**Directions**
Please restate each entry that follows word for word.

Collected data
════════
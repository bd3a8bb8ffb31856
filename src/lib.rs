mod destroyable;
pub mod events;
pub mod game;
pub mod model;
════════
**Task answer**
repository bd3a8bb8ffb31856
filename src/lib.rs
mod destroyable;
pub mod events;
pub mod game;
pub mod model;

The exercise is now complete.